Infertility: The Taboo Subject

Leonida Odongo
Posted April 13, 2021 from Kenya

Infertility affects millions of people of reproductive age worldwide and has an impact on their families and communities. Estimates suggest that between 48 million couples and 186 million individuals live with infertility globally.[1] Childlessness is the state of being without an offspring. It results from infertility/impotence of either of the couples. It is the expectation of every couple to reproduce. When they do so it becomes a sign of fecundity. Freedman (1968, p.371) defines fecundity as: “the capacity for reproduction while fertility as the actual reproduction”. Fecundity is actualised in giving birth.

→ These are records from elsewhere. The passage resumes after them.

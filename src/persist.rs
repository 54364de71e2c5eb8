//! JSON file helpers shared by settings and knowledge-base export.

use std::collections::HashMap;
use std::ffi::OsString;
use std::fs;
use std::io::Write;
use std::path::{Path, PathBuf};
use std::sync::{Arc, LazyLock};

use parking_lot::Mutex;
use serde::Serialize;

#[derive(Debug, thiserror::Error)]
pub enum PersistError {
    #[error("I/O error: {0}")]
    Io(#[from] std::io::Error),
    #[error("JSON error: {0}")]
    Json(#[from] serde_json::Error),
}

/// Per-file mutex map to serialize concurrent writes to the same path.
static FILE_LOCKS: LazyLock<Mutex<HashMap<PathBuf, Arc<Mutex<()>>>>> =
    LazyLock::new(|| Mutex::new(HashMap::new()));

/// Atomically write bytes to a file using write-to-temp-then-rename.
///
/// The previous file, if any, is kept as a `.bak` sibling (best-effort).
pub fn atomic_write(path: &Path, data: &[u8]) -> Result<(), PersistError> {
    let lock = FILE_LOCKS
        .lock()
        .entry(path.to_path_buf())
        .or_insert_with(|| Arc::new(Mutex::new(())))
        .clone();
    let _guard = lock.lock();

    // foo.json → foo.json.tmp, foo.json.bak
    let file_name = path.file_name().unwrap_or_default();

    let mut tmp_name = OsString::from(file_name);
    tmp_name.push(".tmp");
    let tmp_path = path.with_file_name(&tmp_name);

    let mut bak_name = OsString::from(file_name);
    bak_name.push(".bak");
    let bak_path = path.with_file_name(&bak_name);

    let mut file = fs::File::create(&tmp_path)?;
    file.write_all(data)?;
    file.sync_all()?;
    drop(file);

    if path.exists() {
        let _ = fs::rename(path, &bak_path);
    }

    fs::rename(&tmp_path, path)?;

    Ok(())
}

pub fn write_json<T: Serialize>(path: &Path, value: &T) -> Result<(), PersistError> {
    if let Some(parent) = path.parent().filter(|p| !p.as_os_str().is_empty()) {
        fs::create_dir_all(parent)?;
    }
    let json = serde_json::to_string_pretty(value)?;
    atomic_write(path, json.as_bytes())
}

pub fn read_json<T: serde::de::DeserializeOwned>(path: &Path) -> Result<T, PersistError> {
    let data = fs::read_to_string(path)?;
    let value = serde_json::from_str(&data)?;
    Ok(value)
}

#[cfg(test)]
#[allow(clippy::unwrap_used, clippy::expect_used, clippy::indexing_slicing)]
mod tests {
    use super::*;

    #[test]
    fn test_write_then_read_keeps_backup() {
        let dir = std::env::temp_dir().join(format!("gh_bridge_test_persist_{}", std::process::id()));
        let _ = fs::remove_dir_all(&dir);
        let path = dir.join("nested").join("data.json");

        write_json(&path, &serde_json::json!({ "n": 1 })).unwrap();
        write_json(&path, &serde_json::json!({ "n": 2 })).unwrap();

        let value: serde_json::Value = read_json(&path).unwrap();
        assert_eq!(value["n"], 2);
        let backup: serde_json::Value = read_json(&path.with_file_name("data.json.bak")).unwrap();
        assert_eq!(backup["n"], 1);

        let _ = fs::remove_dir_all(&dir);
    }

    #[test]
    fn test_read_missing_is_io_error() {
        let path = std::env::temp_dir().join("gh_bridge_test_persist_missing.json");
        let _ = fs::remove_file(&path);
        let err = read_json::<serde_json::Value>(&path).unwrap_err();
        assert!(matches!(err, PersistError::Io(_)));
    }

    #[test]
    fn test_read_garbage_is_json_error() {
        let path = std::env::temp_dir().join(format!("gh_bridge_test_persist_garbage_{}.json", std::process::id()));
        fs::write(&path, "{not json").unwrap();
        let err = read_json::<serde_json::Value>(&path).unwrap_err();
        assert!(matches!(err, PersistError::Json(_)));
        assert!(err.to_string().starts_with("JSON error: "));
        let _ = fs::remove_file(&path);
    }
}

According to Banzikiza (1985), fecundity is broader in meaning than fertility[2]

In African context, children mean a lot. They are a continuity to a family’s lineage , they are believed to be the future , they are supporters in old age , they help contribute to family labour and in some cases family income .Infertility affects both males and females .In the male reproductive system, infertility is most commonly caused by problems in the ejection of semen , absence or low levels of sperm, or abnormal shape (morphology) and movement (motility) of the sperm whereas in the in the female reproductive system, infertility may be caused by a range of abnormalities of the ovaries, uterus, fallopian tubes, and the endocrine system, among others[3].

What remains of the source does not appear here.